• Work order
Every line of the data is to be retyped exactly.
⟨
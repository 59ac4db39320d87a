//! Relay configuration module
//!
//! Settings come from three layers, lowest precedence first:
//! 1. built-in defaults
//! 2. an optional config file named by `RELAY_CONFIG` (TOML/JSON/YAML by extension)
//! 3. process environment, after `.env` has been hydrated
//!
//! The result is deliberately unvalidated: node settings pass through the
//! bootstrap validation gate before anything is constructed.

use crate::error::RelayError;
use serde::Deserialize;
use std::collections::BTreeMap;
use std::env;
use std::fmt;
use std::time::Duration;

/// Node transport protocol as configured
#[derive(Debug, Clone, Copy, PartialEq, Eq, Deserialize)]
#[serde(rename_all = "lowercase")]
pub enum TransportProtocol {
    Dumb,
    Ws,
    Wss,
}

impl TransportProtocol {
    pub fn as_str(&self) -> &'static str {
        match self {
            Self::Dumb => "dumb",
            Self::Ws => "ws",
            Self::Wss => "wss",
        }
    }
}

impl fmt::Display for TransportProtocol {
    fn fmt(&self, f: &mut fmt::Formatter<'_>) -> fmt::Result {
        f.write_str(self.as_str())
    }
}

/// Node type as configured
#[derive(Debug, Clone, Copy, PartialEq, Eq, Deserialize)]
#[serde(rename_all = "lowercase")]
pub enum NodeType {
    Full,
    Light,
    Nano,
}

impl NodeType {
    pub fn as_str(&self) -> &'static str {
        match self {
            Self::Full => "full",
            Self::Light => "light",
            Self::Nano => "nano",
        }
    }

    pub fn is_nano(&self) -> bool {
        matches!(self, Self::Nano)
    }
}

impl fmt::Display for NodeType {
    fn fmt(&self, f: &mut fmt::Formatter<'_>) -> fmt::Result {
        f.write_str(self.as_str())
    }
}

/// Flat settings as read from file and environment
#[derive(Debug, Clone, Deserialize)]
#[serde(default)]
pub struct RawSettings {
    /// Subscriber WebSocket / HTTP port
    pub port: u16,
    pub network: String,
    pub protocol: TransportProtocol,
    pub node_type: NodeType,
    /// Node listener host (ws/wss)
    pub host: Option<String>,
    /// Node listener port (ws/wss)
    pub node_port: Option<u16>,
    pub tls_key: Option<String>,
    pub tls_cert: Option<String>,
    pub reverse_proxy: bool,
    pub passive: bool,
    /// Deprecated alias for `protocol = "dumb"`
    pub dumb: bool,
    pub constant_overrides: BTreeMap<String, u64>,
    pub log_level: String,
    /// Outbound frames buffered per subscriber before frames are dropped
    pub queue_capacity: usize,
    pub max_time_offset_secs: u64,
}

impl Default for RawSettings {
    fn default() -> Self {
        Self {
            port: 8080,
            network: "main".to_string(),
            protocol: TransportProtocol::Dumb,
            node_type: NodeType::Nano,
            host: None,
            node_port: None,
            tls_key: None,
            tls_cert: None,
            reverse_proxy: false,
            passive: false,
            dumb: false,
            constant_overrides: BTreeMap::new(),
            log_level: "info".to_string(),
            queue_capacity: 256,
            max_time_offset_secs: 15 * 60,
        }
    }
}

/// Node settings handed to the bootstrap validation gate
#[derive(Debug, Clone, PartialEq, Eq)]
pub struct NodeSettings {
    pub network: String,
    pub protocol: TransportProtocol,
    pub node_type: NodeType,
    pub host: Option<String>,
    pub port: Option<u16>,
    pub tls_key: Option<String>,
    pub tls_cert: Option<String>,
    pub reverse_proxy: bool,
    pub passive: bool,
    pub dumb: bool,
    pub constant_overrides: BTreeMap<String, u64>,
}

impl Default for NodeSettings {
    fn default() -> Self {
        RawSettings::default().node_settings()
    }
}

/// Subscriber-facing relay settings
#[derive(Debug, Clone, PartialEq, Eq)]
pub struct RelaySettings {
    pub port: u16,
    pub queue_capacity: usize,
    pub max_time_offset: Duration,
}

/// Complete process configuration
#[derive(Debug, Clone)]
pub struct RelayConfig {
    pub node: NodeSettings,
    pub relay: RelaySettings,
    /// Log level (trace, debug, info, warn, error)
    pub log_level: String,
}

impl RawSettings {
    fn node_settings(&self) -> NodeSettings {
        NodeSettings {
            network: self.network.clone(),
            protocol: self.protocol,
            node_type: self.node_type,
            host: self.host.clone().filter(|h| !h.trim().is_empty()),
            port: self.node_port,
            tls_key: self.tls_key.clone(),
            tls_cert: self.tls_cert.clone(),
            reverse_proxy: self.reverse_proxy,
            passive: self.passive,
            dumb: self.dumb,
            constant_overrides: self.constant_overrides.clone(),
        }
    }
}

impl RelayConfig {
    /// Load configuration from `.env`, the optional config file and the environment
    pub fn from_env() -> Result<Self, RelayError> {
        dotenvy::dotenv().ok();

        let mut builder = config::Config::builder();
        if let Ok(path) = env::var("RELAY_CONFIG") {
            builder = builder.add_source(config::File::with_name(&path));
        }
        let layered = builder
            .add_source(config::Environment::default().try_parsing(true))
            .build()
            .map_err(|e| RelayError::Config(format!("failed to read settings: {e}")))?;

        let raw: RawSettings = layered
            .try_deserialize()
            .map_err(|e| RelayError::Config(format!("invalid settings: {e}")))?;

        Self::from_raw(raw)
    }

    pub fn from_raw(raw: RawSettings) -> Result<Self, RelayError> {
        if raw.queue_capacity == 0 {
            return Err(RelayError::Config(
                "QUEUE_CAPACITY must be at least 1".to_string(),
            ));
        }
        if raw.network.trim().is_empty() {
            return Err(RelayError::Config("NETWORK must not be empty".to_string()));
        }

        Ok(Self {
            node: raw.node_settings(),
            relay: RelaySettings {
                port: raw.port,
                queue_capacity: raw.queue_capacity,
                max_time_offset: Duration::from_secs(raw.max_time_offset_secs),
            },
            log_level: raw.log_level,
        })
    }
}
⟩
• Exercise answer
repository 59ac4db39320d87a
//! Relay configuration module
//!
//! Settings come from three layers, lowest precedence first:
//! 1. built-in defaults
//! 2. an optional config file named by `RELAY_CONFIG` (TOML/JSON/YAML by extension)
//! 3. process environment, after `.env` has been hydrated
//!
//! The result is deliberately unvalidated: node settings pass through the
//! bootstrap validation gate before anything is constructed.

use crate::error::RelayError;
use serde::Deserialize;
use std::collections::BTreeMap;
use std::env;
use std::fmt;
use std::time::Duration;

/// Node transport protocol as configured
#[derive(Debug, Clone, Copy, PartialEq, Eq, Deserialize)]
#[serde(rename_all = "lowercase")]
pub enum TransportProtocol {
    Dumb,
    Ws,
    Wss,
}

impl TransportProtocol {
    pub fn as_str(&self) -> &'static str {
        match self {
            Self::Dumb => "dumb",
            Self::Ws => "ws",
            Self::Wss => "wss",
        }
    }
}

impl fmt::Display for TransportProtocol {
    fn fmt(&self, f: &mut fmt::Formatter<'_>) -> fmt::Result {
        f.write_str(self.as_str())
    }
}

/// Node type as configured
#[derive(Debug, Clone, Copy, PartialEq, Eq, Deserialize)]
#[serde(rename_all = "lowercase")]
pub enum NodeType {
    Full,
    Light,
    Nano,
}

impl NodeType {
    pub fn as_str(&self) -> &'static str {
        match self {
            Self::Full => "full",
            Self::Light => "light",
            Self::Nano => "nano",
        }
    }

    pub fn is_nano(&self) -> bool {
        matches!(self, Self::Nano)
    }
}

impl fmt::Display for NodeType {
    fn fmt(&self, f: &mut fmt::Formatter<'_>) -> fmt::Result {
        f.write_str(self.as_str())
    }
}

/// Flat settings as read from file and environment
#[derive(Debug, Clone, Deserialize)]
#[serde(default)]
pub struct RawSettings {
    /// Subscriber WebSocket / HTTP port
    pub port: u16,
    pub network: String,
    pub protocol: TransportProtocol,
    pub node_type: NodeType,
    /// Node listener host (ws/wss)
    pub host: Option<String>,
    /// Node listener port (ws/wss)
    pub node_port: Option<u16>,
    pub tls_key: Option<String>,
    pub tls_cert: Option<String>,
    pub reverse_proxy: bool,
    pub passive: bool,
    /// Deprecated alias for `protocol = "dumb"`
    pub dumb: bool,
    pub constant_overrides: BTreeMap<String, u64>,
    pub log_level: String,
    /// Outbound frames buffered per subscriber before frames are dropped
    pub queue_capacity: usize,
    pub max_time_offset_secs: u64,
}

impl Default for RawSettings {
    fn default() -> Self {
        Self {
            port: 8080,
            network: "main".to_string(),
            protocol: TransportProtocol::Dumb,
            node_type: NodeType::Nano,
            host: None,
            node_port: None,
            tls_key: None,
            tls_cert: None,
            reverse_proxy: false,
            passive: false,
            dumb: false,
            constant_overrides: BTreeMap::new(),
            log_level: "info".to_string(),
            queue_capacity: 256,
            max_time_offset_secs: 15 * 60,
        }
    }
}

/// Node settings handed to the bootstrap validation gate
#[derive(Debug, Clone, PartialEq, Eq)]
pub struct NodeSettings {
    pub network: String,
    pub protocol: TransportProtocol,
    pub node_type: NodeType,
    pub host: Option<String>,
    pub port: Option<u16>,
    pub tls_key: Option<String>,
    pub tls_cert: Option<String>,
    pub reverse_proxy: bool,
    pub passive: bool,
    pub dumb: bool,
    pub constant_overrides: BTreeMap<String, u64>,
}

impl Default for NodeSettings {
    fn default() -> Self {
        RawSettings::default().node_settings()
    }
}

/// Subscriber-facing relay settings
#[derive(Debug, Clone, PartialEq, Eq)]
pub struct RelaySettings {
    pub port: u16,
    pub queue_capacity: usize,
    pub max_time_offset: Duration,
}

/// Complete process configuration
#[derive(Debug, Clone)]
pub struct RelayConfig {
    pub node: NodeSettings,
    pub relay: RelaySettings,
    /// Log level (trace, debug, info, warn, error)
    pub log_level: String,
}

impl RawSettings {
    fn node_settings(&self) -> NodeSettings {
        NodeSettings {
            network: self.network.clone(),
            protocol: self.protocol,
            node_type: self.node_type,
            host: self.host.clone().filter(|h| !h.trim().is_empty()),
            port: self.node_port,
            tls_key: self.tls_key.clone(),
            tls_cert: self.tls_cert.clone(),
            reverse_proxy: self.reverse_proxy,
            passive: self.passive,
            dumb: self.dumb,
            constant_overrides: self.constant_overrides.clone(),
        }
    }
}

impl RelayConfig {
    /// Load configuration from `.env`, the optional config file and the environment
    pub fn from_env() -> Result<Self, RelayError> {
        dotenvy::dotenv().ok();

        let mut builder = config::Config::builder();
        if let Ok(path) = env::var("RELAY_CONFIG") {
            builder = builder.add_source(config::File::with_name(&path));
        }
        let layered = builder
            .add_source(config::Environment::default().try_parsing(true))
            .build()
            .map_err(|e| RelayError::Config(format!("failed to read settings: {e}")))?;

        let raw: RawSettings = layered
            .try_deserialize()
            .map_err(|e| RelayError::Config(format!("invalid settings: {e}")))?;

        Self::from_raw(raw)
    }

    pub fn from_raw(raw: RawSettings) -> Result<Self, RelayError> {
        if raw.queue_capacity == 0 {
            return Err(RelayError::Config(
                "QUEUE_CAPACITY must be at least 1".to_string(),
            ));
        }
        if raw.network.trim().is_empty() {
            return Err(RelayError::Config("NETWORK must not be empty".to_string()));
        }

        Ok(Self {
            node: raw.node_settings(),
            relay: RelaySettings {
                port: raw.port,
                queue_capacity: raw.queue_capacity,
                max_time_offset: Duration::from_secs(raw.max_time_offset_secs),
            },
            log_level: raw.log_level,
        })
    }
}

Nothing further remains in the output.